> _EXERCISE DIRECTIONS_
Answer with one figure only, the number of lines below in which "executed" occurs.

(Stored data entries)
◆ ◆ ◆ ◆ ◆ ◆ ◆

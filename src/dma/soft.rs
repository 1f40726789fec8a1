//! Software block-transfer engine.

use super::{BlockTransfer, ErrorChannel, TransferFault, TransferHandle, TransferRequest};
use crate::error::{Error, Result};
use std::collections::VecDeque;
use tracing::{debug, trace};

/// When a [`SoftTransfer`] performs submitted copies.
#[derive(Debug, Clone, Copy, PartialEq, Eq, Default)]
pub enum Completion {
    /// Copy during `submit`; every handle is done on return.
    #[default]
    Immediate,
    /// Queue copies until [`SoftTransfer::advance`] or a manager wait runs
    /// them, one per spin or sleep, modelling an engine that works in the
    /// background.
    Deferred,
}

/// Counters kept by a [`SoftTransfer`].
#[derive(Debug, Clone, Copy, Default, PartialEq, Eq)]
pub struct SoftTransferStats {
    /// Requests accepted by `submit`.
    pub submitted: u64,
    /// Requests whose copy has run.
    pub executed: u64,
    /// Payload bytes copied.
    pub bytes: u64,
}

/// A [`BlockTransfer`] that copies with the CPU.
///
/// Completes strictly in submission order. At most `max_outstanding`
/// requests wait at once; submitting past that runs the oldest first, the
/// way a hardware engine stalls when its descriptor ring is full.
///
/// [`inject_fault`](Self::inject_fault) halts the engine and raises the
/// attached error channel, for exercising fault handling.
///
/// # Example
///
/// ```rust
/// use tiledma::dma::{BlockTransfer, Completion, SoftTransfer, TransferRequest};
///
/// let src = [1u8, 2, 3, 4];
/// let mut dst = [0u8; 4];
/// let mut engine = SoftTransfer::new(Completion::Deferred);
///
/// // SAFETY: both arrays outlive the transfer.
/// let req = unsafe { TransferRequest::new(src.as_ptr(), dst.as_mut_ptr(), 4, 1, 4, 4, true) }.unwrap();
/// let handle = engine.submit(&req);
/// assert!(!engine.is_done(handle));
///
/// engine.complete_all();
/// assert!(engine.is_done(handle));
/// assert_eq!(dst, src);
/// ```
#[derive(Debug)]
pub struct SoftTransfer {
    completion: Completion,
    max_outstanding: usize,
    pending: VecDeque<(TransferHandle, TransferRequest)>,
    next_id: u32,
    halted: bool,
    channel: Option<ErrorChannel>,
    history: Option<Vec<TransferRequest>>,
    stats: SoftTransferStats,
}

impl SoftTransfer {
    /// Engine with the default outstanding-request limit.
    pub fn new(completion: Completion) -> Self {
        Self::with_capacity(completion, crate::defaults::TRANSFER_QUEUE_LENGTH * 4)
    }

    /// Engine that holds at most `max_outstanding` unfinished requests.
    ///
    /// A limit of zero makes [`init`](BlockTransfer::init) fail.
    pub fn with_capacity(completion: Completion, max_outstanding: usize) -> Self {
        Self {
            completion,
            max_outstanding,
            pending: VecDeque::with_capacity(max_outstanding),
            next_id: 0,
            halted: false,
            channel: None,
            history: None,
            stats: SoftTransferStats::default(),
        }
    }

    /// Run up to `n` pending copies. Returns how many ran.
    ///
    /// Does nothing while halted.
    pub fn advance(&mut self, n: usize) -> usize {
        let mut ran = 0;
        while ran < n && self.run_oldest() {
            ran += 1;
        }
        ran
    }

    /// Run every pending copy. Returns how many ran.
    pub fn complete_all(&mut self) -> usize {
        self.advance(usize::MAX)
    }

    fn run_oldest(&mut self) -> bool {
        if self.halted {
            return false;
        }
        let Some((handle, request)) = self.pending.pop_front() else {
            return false;
        };
        // SAFETY: The request's constructor contract keeps both regions
        // valid until this handle reports done, which happens only now.
        unsafe { request.execute() };
        self.stats.executed += 1;
        self.stats.bytes += request.payload_bytes() as u64;
        trace!(
            handle = handle.id(),
            rows = request.rows(),
            row_bytes = request.row_bytes(),
            "soft transfer executed"
        );
        true
    }

    /// Halt the engine and report a fault against the oldest pending
    /// request.
    ///
    /// Pending copies stay queued but will not run until
    /// [`resume`](Self::resume).
    pub fn inject_fault(&mut self, code: u32) {
        self.halted = true;
        let fault = TransferFault {
            handle: self.pending.front().map(|(h, _)| *h),
            code,
        };
        debug!(code, handle = ?fault.handle, "soft transfer halted by injected fault");
        if let Some(channel) = &self.channel {
            channel.raise(fault);
        }
    }

    /// Clear a halt; queued copies may run again.
    pub fn resume(&mut self) {
        self.halted = false;
    }

    /// Returns true while halted by a fault.
    pub fn is_halted(&self) -> bool {
        self.halted
    }

    /// Number of submitted requests not yet executed.
    pub fn pending(&self) -> usize {
        self.pending.len()
    }

    /// Record every submitted request for [`history`](Self::history).
    ///
    /// Off by default; the record grows until
    /// [`clear_history`](Self::clear_history).
    pub fn with_history(mut self, enabled: bool) -> Self {
        self.history = enabled.then(Vec::new);
        self
    }

    /// Requests submitted since the last [`clear_history`](Self::clear_history).
    ///
    /// Empty unless recording was enabled with
    /// [`with_history`](Self::with_history).
    pub fn history(&self) -> &[TransferRequest] {
        self.history.as_deref().unwrap_or_default()
    }

    /// Forget the submission history.
    pub fn clear_history(&mut self) {
        if let Some(history) = self.history.as_mut() {
            history.clear();
        }
    }

    /// Counters.
    pub fn stats(&self) -> SoftTransferStats {
        self.stats
    }
}

impl BlockTransfer for SoftTransfer {
    fn init(&mut self) -> Result<()> {
        if self.max_outstanding == 0 {
            return Err(Error::TransferInitFailed(
                "soft transfer needs room for at least one request".into(),
            ));
        }
        Ok(())
    }

    fn submit(&mut self, request: &TransferRequest) -> TransferHandle {
        let handle = TransferHandle::new(self.next_id);
        // Skip the reserved no-op id on wrap.
        self.next_id = self.next_id.wrapping_add(1) % TransferHandle::NOOP.id();
        self.stats.submitted += 1;
        if let Some(history) = self.history.as_mut() {
            history.push(*request);
        }

        if self.pending.len() >= self.max_outstanding {
            self.run_oldest();
        }
        self.pending.push_back((handle, *request));
        if self.completion == Completion::Immediate {
            self.complete_all();
        }
        handle
    }

    fn is_done(&mut self, handle: TransferHandle) -> bool {
        if handle.is_noop() {
            return true;
        }
        !self.pending.iter().any(|(h, _)| *h == handle)
    }

    fn attach_error_channel(&mut self, channel: ErrorChannel) {
        self.channel = Some(channel);
    }

    fn wait_for_completion(&mut self) {
        if self.advance(1) == 0 {
            std::thread::yield_now();
        }
    }

    fn poll(&mut self) {
        self.advance(1);
    }
}

#[cfg(test)]
mod tests {
    use super::*;

    fn request(src: &[u8], dst: &mut [u8]) -> TransferRequest {
        // SAFETY: each test keeps both buffers alive until the engine drains.
        unsafe { TransferRequest::new(src.as_ptr(), dst.as_mut_ptr(), src.len(), 1, 0, 0, false) }.unwrap()
    }

    #[test]
    fn test_immediate_completes_on_submit() {
        let src = [9u8; 8];
        let mut dst = [0u8; 8];
        let mut engine = SoftTransfer::new(Completion::Immediate);
        engine.init().unwrap();

        let h = engine.submit(&request(&src, &mut dst));
        assert!(engine.is_done(h));
        assert_eq!(engine.pending(), 0);
        assert_eq!(dst, src);
        assert_eq!(engine.stats().bytes, 8);
    }

    #[test]
    fn test_deferred_completes_in_order() {
        let src = [[1u8; 4], [2u8; 4], [3u8; 4]];
        let mut dst = [[0u8; 4]; 3];
        let mut engine = SoftTransfer::new(Completion::Deferred);

        let handles: Vec<_> = src
            .iter()
            .zip(dst.iter_mut())
            .map(|(s, d)| engine.submit(&request(s, d)))
            .collect();
        assert!(handles.iter().all(|&h| !engine.is_done(h)));

        assert_eq!(engine.advance(1), 1);
        assert!(engine.is_done(handles[0]));
        assert!(!engine.is_done(handles[1]));

        assert_eq!(engine.complete_all(), 2);
        assert!(handles.iter().all(|&h| engine.is_done(h)));
        assert_eq!(dst, src);
    }

    #[test]
    fn test_capacity_forces_oldest() {
        let src = [5u8; 2];
        let mut a = [0u8; 2];
        let mut b = [0u8; 2];
        let mut engine = SoftTransfer::with_capacity(Completion::Deferred, 1);

        let ha = engine.submit(&request(&src, &mut a));
        let hb = engine.submit(&request(&src, &mut b));
        assert!(engine.is_done(ha));
        assert!(!engine.is_done(hb));
        assert_eq!(engine.pending(), 1);
    }

    #[test]
    fn test_zero_capacity_fails_init() {
        let mut engine = SoftTransfer::with_capacity(Completion::Immediate, 0);
        assert!(matches!(engine.init(), Err(Error::TransferInitFailed(_))));
    }

    #[test]
    fn test_fault_halts_and_raises() {
        let src = [1u8; 4];
        let mut dst = [0u8; 4];
        let channel = ErrorChannel::new();
        let mut engine = SoftTransfer::new(Completion::Deferred);
        engine.attach_error_channel(channel.clone());

        let h = engine.submit(&request(&src, &mut dst));
        engine.inject_fault(7);
        assert!(channel.is_raised());
        assert_eq!(channel.last_fault().unwrap().handle, Some(h));
        assert_eq!(engine.complete_all(), 0);
        assert!(!engine.is_done(h));

        engine.resume();
        engine.wait_for_completion();
        assert!(engine.is_done(h));
        assert_eq!(dst, src);
    }

    #[test]
    fn test_history_and_noop() {
        let src = [1u8; 4];
        let mut dst = [0u8; 4];
        let mut engine = SoftTransfer::new(Completion::Immediate).with_history(true);
        assert!(engine.is_done(TransferHandle::NOOP));

        engine.submit(&request(&src, &mut dst));
        assert_eq!(engine.history().len(), 1);
        assert_eq!(engine.history()[0].row_bytes(), 4);
        engine.clear_history();
        assert!(engine.history().is_empty());
    }

    #[test]
    fn test_history_is_off_by_default() {
        let src = [1u8; 4];
        let mut dst = [0u8; 4];
        let mut engine = SoftTransfer::new(Completion::Immediate);
        for _ in 0..8 {
            engine.submit(&request(&src, &mut dst));
        }
        assert!(engine.history().is_empty());
        assert_eq!(engine.stats().submitted, 8);

        let mut engine = engine.with_history(true);
        engine.submit(&request(&src, &mut dst));
        assert_eq!(engine.history().len(), 1);
    }

    #[test]
    fn test_poll_runs_one_copy() {
        let src = [3u8; 4];
        let mut a = [0u8; 4];
        let mut b = [0u8; 4];
        let mut engine = SoftTransfer::new(Completion::Deferred);
        let first = engine.submit(&request(&src, &mut a));
        let second = engine.submit(&request(&src, &mut b));

        engine.poll();
        assert!(engine.is_done(first));
        assert!(!engine.is_done(second));
        engine.poll();
        assert!(engine.is_done(second));
        assert_eq!((a, b), (src, src));
    }
}
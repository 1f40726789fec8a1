//! The tile manager: buffers, frames, tiles and their transfers.
//!
//! [`TileManager`] owns the memory banks, the frame and tile registries and
//! the transfer queue, and drives a [`BlockTransfer`] engine. All operations
//! take `&mut self`; the manager is meant to be driven from one control
//! flow. The engine may report faults from elsewhere through the shared
//! [`ErrorChannel`].
//!
//! # Example
//!
//! ```rust
//! use std::sync::Arc;
//! use tiledma::prelude::*;
//! use tiledma::dma::{Completion, SoftTransfer};
//! use tiledma::memory::HeapSegment;
//!
//! let config = ManagerConfig::default().with_heap_bank(16 * 1024);
//! let mut tm = TileManager::new(SoftTransfer::new(Completion::Immediate), config).unwrap();
//!
//! let spec = FrameSpec::new(64, 64, ElementType::U8);
//! let image = Arc::new(HeapSegment::new(spec.required_len()).unwrap());
//! let frame = tm.create_frame(spec.with_buffer(image)).unwrap();
//!
//! let tile = tm
//!     .create_tile(TileSpec::new(frame, 16, 16, ElementType::U8).with_halo(2, 2).at(-8, 0))
//!     .unwrap();
//! tm.transfer_in(tile, None, true).unwrap();
//! tm.wait_for_tile(tile, WaitMode::Spin).unwrap();
//! assert!(tm.check_ready(tile).unwrap());
//! ```
//!
//! # Completion Order
//!
//! Queued transfers retire strictly in submission order. Polling a tile
//! retires every entry ahead of it, so side effects (padding, reuse
//! release) of earlier tiles always land before those of later ones.

use crate::array::ArrayGeometry;
use crate::config::ManagerConfig;
use crate::defaults;
use crate::dma::{BlockTransfer, ErrorChannel, TransferFault, TransferHandle, TransferRequest};
use crate::error::{Error, ErrorKind, Result};
use crate::frame::{Frame, FrameSpec, PaddingPolicy};
use crate::geometry::Rect;
use crate::memory::{BankSelector, MemoryBanks, MemorySegment, PoolBuffer, PoolStats};
use crate::plan::{self, Clamp, Segment, Source};
use crate::queue::{QueueEntry, TransferQueue};
use crate::registry::{FrameId, SlotRegistry, TileId};
use crate::tile::{ElementType, PadExtents, Tile, TileSpec, TileStatus, TileStorage};
use crate::view::{BorderFill, Surface};
use smallvec::SmallVec;
use std::sync::Arc;
use tracing::{debug, error, trace, warn};

/// How wait helpers pass time between polls.
#[derive(Debug, Clone, Copy, PartialEq, Eq, Default)]
pub enum WaitMode {
    /// Busy-poll, calling [`BlockTransfer::poll`] between checks.
    #[default]
    Spin,
    /// Park in [`BlockTransfer::wait_for_completion`] between polls.
    Sleep,
}

/// Manages tiles of frames and the transfers that fill and drain them.
pub struct TileManager<D: BlockTransfer> {
    engine: D,
    banks: Option<MemoryBanks>,
    frames: SlotRegistry<Frame, FrameId>,
    tiles: SlotRegistry<Tile, TileId>,
    queue: TransferQueue,
    errors: ErrorChannel,
    last_error: ErrorKind,
    last_submitted: Option<TransferHandle>,
    // Frame buffers dropped while transfers may still touch them.
    retained: Vec<Arc<dyn MemorySegment>>,
}

type Requests = SmallVec<[TransferRequest; 5]>;
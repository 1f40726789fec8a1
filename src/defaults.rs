//! Capacity ceilings and allocator tunables.
//!
//! Every structure in tiledma is sized once at construction and never grows.
//! These constants are the defaults used by [`ManagerConfig::default`] and the
//! hard ceilings the configuration is validated against.
//!
//! # Usage
//!
//! ```rust
//! use tiledma::{ManagerConfig, defaults};
//!
//! let config = ManagerConfig::default()
//!     .with_max_tiles(defaults::MAX_TILES / 2)
//!     .with_heap_bank(64 * 1024);
//! assert_eq!(config.max_tiles, 16);
//! ```
//!
//! [`ManagerConfig::default`]: crate::ManagerConfig

// =============================================================================
// Registry and Queue Capacities
// =============================================================================

/// Default number of tile records a manager can hold.
pub const MAX_TILES: usize = 32;

/// Default number of frame records a manager can hold.
pub const MAX_FRAMES: usize = 8;

/// Default number of outstanding queued transfers.
pub const TRANSFER_QUEUE_LENGTH: usize = 32;

/// Upper bound on any registry capacity (handles carry a 16-bit index).
pub const MAX_REGISTRY_CAPACITY: usize = 1 << 16;

// =============================================================================
// Memory Banks
// =============================================================================

/// Maximum number of memory banks a manager can serve allocations from.
pub const MAX_MEM_BANKS: usize = 8;

/// Default number of block descriptors per bank pool.
///
/// Bounds how fragmented one bank may become: every free or allocated block
/// consumes one descriptor.
pub const BLOCK_DESCRIPTORS: usize = 64;

/// Default minimum leftover, in bytes, worth splitting into its own free block.
///
/// Smaller remainders stay attached to the allocation as internal slack.
pub const MIN_SPLIT_SIZE: usize = 32;

// =============================================================================
// Alignment
// =============================================================================

/// Alignment used for tile buffers allocated by the manager.
pub const TILE_BUFFER_ALIGNMENT: usize = 64;

/// Alignment of heap segments backing memory banks.
pub const BANK_ALIGNMENT: usize = 64;
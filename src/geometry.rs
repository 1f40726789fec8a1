//! Closed-interval geometry for frame-space regions.
//!
//! All coordinates are in frame elements and may be negative (the padding
//! border sits at negative coordinates). Intervals are closed: `[start, end]`
//! contains both ends and is empty when `end < start`.

use smallvec::SmallVec;

/// A closed integer interval `[start, end]`.
#[derive(Debug, Clone, Copy, PartialEq, Eq)]
pub struct Span {
    /// First coordinate.
    pub start: i32,
    /// Last coordinate, inclusive.
    pub end: i32,
}

impl Span {
    /// Interval from `start` to `end` inclusive.
    #[inline]
    pub const fn new(start: i32, end: i32) -> Self {
        Self { start, end }
    }

    /// Interval of `len` coordinates beginning at `start`.
    ///
    /// The end saturates at the `i32` range; use
    /// [`checked_with_len`](Self::checked_with_len) for untrusted input.
    pub fn with_len(start: i32, len: u32) -> Self {
        let end = (start as i64 + len as i64 - 1).clamp(i32::MIN as i64, i32::MAX as i64);
        Self::new(start, end as i32)
    }

    /// Interval of `len` coordinates beginning at `start`, or `None` if
    /// its last coordinate falls outside `i32`.
    pub fn checked_with_len(start: i32, len: u32) -> Option<Self> {
        let end = i32::try_from(start as i64 + len as i64 - 1).ok()?;
        Some(Self::new(start, end))
    }

    /// Returns true if the interval holds no coordinates.
    #[inline]
    pub fn is_empty(&self) -> bool {
        self.end < self.start
    }

    /// Number of coordinates covered.
    #[inline]
    pub fn len(&self) -> u32 {
        if self.is_empty() {
            0
        } else {
            (self.end as i64 - self.start as i64 + 1) as u32
        }
    }

    /// Coordinates common to both intervals.
    #[inline]
    pub fn intersect(&self, other: Span) -> Span {
        Span::new(self.start.max(other.start), self.end.min(other.end))
    }

    /// Returns true if the intervals share a coordinate.
    #[inline]
    pub fn overlaps(&self, other: Span) -> bool {
        !self.intersect(other).is_empty()
    }

    /// Part of `self` strictly before `other` begins.
    #[inline]
    pub fn before(&self, other: Span) -> Span {
        Span::new(self.start, self.end.min(other.start.saturating_sub(1)))
    }

    /// Part of `self` strictly after `other` ends.
    #[inline]
    pub fn after(&self, other: Span) -> Span {
        Span::new(self.start.max(other.end.saturating_add(1)), self.end)
    }

    /// How far `self` sticks out before `bound` starts.
    #[inline]
    pub fn overhang_before(&self, bound: Span) -> u32 {
        (bound.start as i64 - self.start as i64).max(0) as u32
    }

    /// How far `self` sticks out after `bound` ends.
    #[inline]
    pub fn overhang_after(&self, bound: Span) -> u32 {
        (self.end as i64 - bound.end as i64).max(0) as u32
    }
}

/// One piece of a [`partition`].
#[derive(Debug, Clone, Copy, PartialEq, Eq)]
pub struct Band {
    /// Coordinates of this piece.
    pub span: Span,
    /// True if the piece lies inside the reference interval.
    pub shared: bool,
}

/// Split `span` into up to three ordered, non-empty pieces: before `other`,
/// inside `other`, and after `other`.
///
/// The pieces are disjoint and their union is exactly `span`.
pub fn partition(span: Span, other: Span) -> SmallVec<[Band; 3]> {
    [
        Band {
            span: span.before(other),
            shared: false,
        },
        Band {
            span: span.intersect(other),
            shared: true,
        },
        Band {
            span: span.after(other),
            shared: false,
        },
    ]
    .into_iter()
    .filter(|b| !b.span.is_empty())
    .collect()
}

/// An axis-aligned rectangle in frame coordinates.
#[derive(Debug, Clone, Copy, PartialEq, Eq)]
pub struct Rect {
    /// Columns.
    pub x: Span,
    /// Rows.
    pub y: Span,
}

impl Rect {
    /// Rectangle from column and row intervals.
    #[inline]
    pub const fn new(x: Span, y: Span) -> Self {
        Self { x, y }
    }

    /// Rectangle of `width`×`height` with its top-left corner at `(x, y)`.
    pub fn from_origin(x: i32, y: i32, width: u32, height: u32) -> Self {
        Self::new(Span::with_len(x, width), Span::with_len(y, height))
    }

    /// As [`from_origin`](Self::from_origin), or `None` if an edge falls
    /// outside `i32`.
    pub fn checked_from_origin(x: i32, y: i32, width: u32, height: u32) -> Option<Self> {
        Some(Self::new(Span::checked_with_len(x, width)?, Span::checked_with_len(y, height)?))
    }

    /// Returns true if either axis is empty.
    #[inline]
    pub fn is_empty(&self) -> bool {
        self.x.is_empty() || self.y.is_empty()
    }

    /// Common area of both rectangles.
    #[inline]
    pub fn intersect(&self, other: Rect) -> Rect {
        Rect::new(self.x.intersect(other.x), self.y.intersect(other.y))
    }

    /// Returns true if the rectangles share any element.
    #[inline]
    pub fn overlaps(&self, other: Rect) -> bool {
        !self.intersect(other).is_empty()
    }

    /// Columns covered.
    #[inline]
    pub fn width(&self) -> u32 {
        self.x.len()
    }

    /// Rows covered.
    #[inline]
    pub fn height(&self) -> u32 {
        self.y.len()
    }
}

#[cfg(test)]
mod tests {
    use super::*;

    fn spans(bands: &[Band]) -> Vec<(i32, i32, bool)> {
        bands.iter().map(|b| (b.span.start, b.span.end, b.shared)).collect()
    }

    #[test]
    fn test_span_basics() {
        let s = Span::with_len(-5, 10);
        assert_eq!(s, Span::new(-5, 4));
        assert_eq!(s.len(), 10);
        assert!(Span::with_len(3, 0).is_empty());
        assert_eq!(Span::new(4, 3).len(), 0);
        assert_eq!(s.intersect(Span::new(0, 99)), Span::new(0, 4));
        assert!(!Span::new(0, 4).overlaps(Span::new(5, 9)));
    }

    #[test]
    fn test_overhang() {
        let bound = Span::new(0, 99);
        assert_eq!(Span::new(-5, 4).overhang_before(bound), 5);
        assert_eq!(Span::new(-5, 4).overhang_after(bound), 0);
        assert_eq!(Span::new(95, 104).overhang_after(bound), 5);
        assert_eq!(Span::new(10, 20).overhang_before(bound), 0);
    }

    #[test]
    fn test_partition_overlap_cases() {
        let prev = Span::new(10, 19);
        // Shifted right: shared head, fresh tail
        assert_eq!(
            spans(&partition(Span::new(15, 24), prev)),
            vec![(15, 19, true), (20, 24, false)]
        );
        // Shifted left: fresh head, shared tail
        assert_eq!(
            spans(&partition(Span::new(5, 14), prev)),
            vec![(5, 9, false), (10, 14, true)]
        );
        // Enclosing: fresh on both sides
        assert_eq!(
            spans(&partition(Span::new(5, 24), prev)),
            vec![(5, 9, false), (10, 19, true), (20, 24, false)]
        );
        // Enclosed: entirely shared
        assert_eq!(spans(&partition(Span::new(12, 15), prev)), vec![(12, 15, true)]);
        // Disjoint: entirely fresh
        assert_eq!(spans(&partition(Span::new(30, 40), prev)), vec![(30, 40, false)]);
        assert_eq!(spans(&partition(Span::new(0, 5), prev)), vec![(0, 5, false)]);
    }

    #[test]
    fn test_partition_covers_span_exactly() {
        for start in -4..24 {
            for len in 1..20u32 {
                let span = Span::with_len(start, len);
                let bands = partition(span, Span::new(5, 12));
                let total: u32 = bands.iter().map(|b| b.span.len()).sum();
                assert_eq!(total, span.len());
                assert_eq!(bands[0].span.start, span.start);
                assert_eq!(bands[bands.len() - 1].span.end, span.end);
                for pair in bands.windows(2) {
                    assert_eq!(pair[0].span.end + 1, pair[1].span.start);
                }
            }
        }
    }

    #[test]
    fn test_rect() {
        let r = Rect::from_origin(8, 0, 16, 16);
        assert_eq!(r.width(), 16);
        assert_eq!(r.x, Span::new(8, 23));
        let frame = Rect::from_origin(0, 0, 20, 10);
        let clipped = r.intersect(frame);
        assert_eq!((clipped.width(), clipped.height()), (12, 10));
        assert!(!Rect::from_origin(20, 0, 4, 4).overlaps(frame));
    }

    #[test]
    fn test_checked_construction() {
        assert_eq!(Span::checked_with_len(-5, 10), Some(Span::new(-5, 4)));
        assert_eq!(Span::checked_with_len(i32::MAX, 1), Some(Span::new(i32::MAX, i32::MAX)));
        assert_eq!(Span::checked_with_len(i32::MAX, 2), None);
        assert_eq!(Span::checked_with_len(i32::MIN, 0), None);
        assert_eq!(Span::checked_with_len(0, u32::MAX), None);
        // Saturating form stays ordered
        let s = Span::with_len(i32::MAX - 1, 8);
        assert!(s.start <= s.end);

        assert!(Rect::checked_from_origin(i32::MAX - 3, 0, 4, 4).is_some());
        assert!(Rect::checked_from_origin(0, i32::MAX - 3, 4, 5).is_none());
    }
}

◆ ◆ ◆ ◆ ◆ ◆ ◆

> _WRITTEN RESPONSE_
4